What We Already Know about This Topic
❖ Hospitals are increasingly required to publicly report outcomes, yet performance is best interpreted in the context of population and procedural risk.
❖ Good predictive systems that are based on readily accessible data are not currently available.
What This Article Tells Us That Is New
❖ The authors developed broadly applicable and robust risk-stratification systems for assessing hospital length of stay and mortality for surgical patients based solely on administrative data.
A CENTRAL tenet of national health care quality improvement, as described by the Hospital Quality Alliance,**is public reporting of hospital-level outcome statistics. A critical assumption behind public outcome reporting is that patients (or their insurers) are rational consumers who will choose hospitals reporting superior results and that this, in turn, will serve as an economic incentive for quality improvement in health care. It is thus likely that reported results will have considerable financial impact throughout the healthcare system.

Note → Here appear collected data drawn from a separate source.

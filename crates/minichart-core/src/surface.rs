// File: crates/minichart-core/src/surface.rs
// Summary: Drawing-surface contracts and the density-aware sizer run before every render.
// Notes:
// - A `Surface` is the host's raster target: a logical (layout) size, a pixel ratio and a
//   backing buffer. A `DrawContext` is the primitive command set renderers draw with.
// - All renderer coordinates are logical units; `fit_surface` installs the scale.

use skia_safe as skia;
use tracing::{trace, warn};

use crate::error::ChartResult;
use crate::geometry::{Point, RectF, Wedge};
use crate::types::{LogicalSize, PixelSize};

#[derive(Clone, Copy, Debug, PartialEq, Eq)]
pub enum TextAlign {
    Left,
    Center,
    Right,
}

#[derive(Clone, Copy, Debug, PartialEq, Eq)]
pub enum TextBaseline {
    Top,
    Middle,
    Alphabetic,
}

#[derive(Clone, Copy, Debug, PartialEq)]
pub struct TextStyle {
    pub size: f32,
    pub color: skia::Color,
    pub align: TextAlign,
    pub baseline: TextBaseline,
}

impl TextStyle {
    pub fn new(size: f32, color: skia::Color) -> Self {
        Self { size, color, align: TextAlign::Left, baseline: TextBaseline::Alphabetic }
    }

    pub fn aligned(mut self, align: TextAlign, baseline: TextBaseline) -> Self {
        self.align = align;
        self.baseline = baseline;
        self
    }
}

/// Primitive drawing commands, expressed in logical units once `set_scale` ran.
pub trait DrawContext {
    /// Replace the current transform with a uniform logical→physical scale.
    fn set_scale(&mut self, ratio: f32);
    /// Reset a region to fully transparent.
    fn clear_rect(&mut self, rect: RectF);
    fn fill_rect(&mut self, rect: RectF, color: skia::Color);
    fn fill_wedge(&mut self, wedge: &Wedge, color: skia::Color);
    /// Punch a fully transparent disk through everything drawn so far.
    fn erase_disk(&mut self, center: Point, radius: f32);
    /// Stroke one continuous open path; fewer than two points produces no ink.
    fn stroke_polyline(&mut self, points: &[Point], color: skia::Color, width: f32);
    fn fill_text(&mut self, text: &str, anchor: Point, style: &TextStyle);
}

/// Host raster target owned by exactly one chart at a time.
pub trait Surface {
    /// Current layout size; zero while the host has not laid it out.
    fn layout_size(&self) -> LogicalSize;
    fn set_layout_size(&mut self, size: LogicalSize);
    /// Backing pixels per logical unit as reported by the display.
    fn pixel_ratio(&self) -> f32;
    fn set_pixel_ratio(&mut self, ratio: f32);
    fn backing_size(&self) -> PixelSize;
    /// Reallocate the backing buffer; previous contents are discarded.
    fn resize_backing(&mut self, size: PixelSize) -> ChartResult<()>;
    /// Drawing context, or `None` when the target is not drawable.
    fn context(&mut self) -> Option<&mut dyn DrawContext>;
}

/// Ratio actually applied: at least 1, and 1 for nonsense input.
pub fn effective_ratio(ratio: f32) -> f32 {
    if ratio.is_finite() { ratio.max(1.0) } else { 1.0 }
}

/// Size the backing buffer for the surface's layout size and density, then install the
/// logical coordinate transform. Returns the logical size to draw into, or `None` when
/// the surface cannot be drawn on (callers treat that as a silent no-op).
pub fn fit_surface<S: Surface + ?Sized>(surface: &mut S) -> Option<LogicalSize> {
    let ratio = effective_ratio(surface.pixel_ratio());
    let logical = surface.layout_size().or_fallback();
    let target = PixelSize::scaled(logical, ratio);

    if surface.backing_size() != target {
        trace!(width = target.width, height = target.height, ratio, "resizing backing buffer");
        if let Err(err) = surface.resize_backing(target) {
            warn!(error = %err, "surface not drawable; skipping render");
            return None;
        }
    }

    let ctx = surface.context()?;
    ctx.set_scale(ratio);
    Some(logical)
}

The difficulty with unadjusted outcomes is that baseline patient risk varies considerably. Even for a given procedure performed by the same surgeon in the same hospital, mortality may vary considerably because of preexisting patient demographics, comorbidities, and disease stage.1,2Furthermore, some medical and surgical procedures are either substantially less effective or more dangerous than others, resulting in unforeseen complications that have an adverse impact on recovery and survival. Outcomes can thus only be reasonably interpreted in light of baseline population risk, the cumulative impact of procedures, and complications associated with hospital care.
Risk stratification schemes have been developed for selected procedures. In general, they use critical laboratory test results and other disease-specific clinical findings that correlate with outcome. An alternative approach is base stratification on administrative claims databases containing diagnostic and procedure descriptors, with or without readily available patient demographic characteristics.1,3One shortcoming of existing risk-stratification methods is inadequate validation across diverse populations, facilities, geographical regions, and various medical procedures. For example, the widely-used Charlson comorbidity index (CCI) was developed in 1987 from fewer than 600 patients.4Development of a broadly validated risk-stratification method would permit relevant outcomes, such as duration of hospitalization and mortality, to be fairly compared across healthcare institutions. Availability of an open-source, reproducible method would also foster a more consistent and transparent outcome comparison process. Our goal was to develop risk-adjustment models from a national administrative database from the Centers for Medicare and Medicaid Services (CMS), and to validate performance of the resulting models in a large single-center electronic registry of surgical patients.
Materials and Methods
A dataset was constructed from the 2001–2006 Medicare Provider Analysis and Review (MEDPAR) database (CMS dataset; n = 79,741,480). The MEDPAR file is a national stay-based dataset derived from claims made for payment to CMS under the Medicare program. Each record in the file represents a single patient stay. Data fields include demographic data (age, gender), up to 10 diagnosis codes and 6 procedure codes (coded according to the International Classification of Diseases, Ninth Revision, Clinical Modification [ICD-9-CM]), length of stay (LOS), and days from admission to death.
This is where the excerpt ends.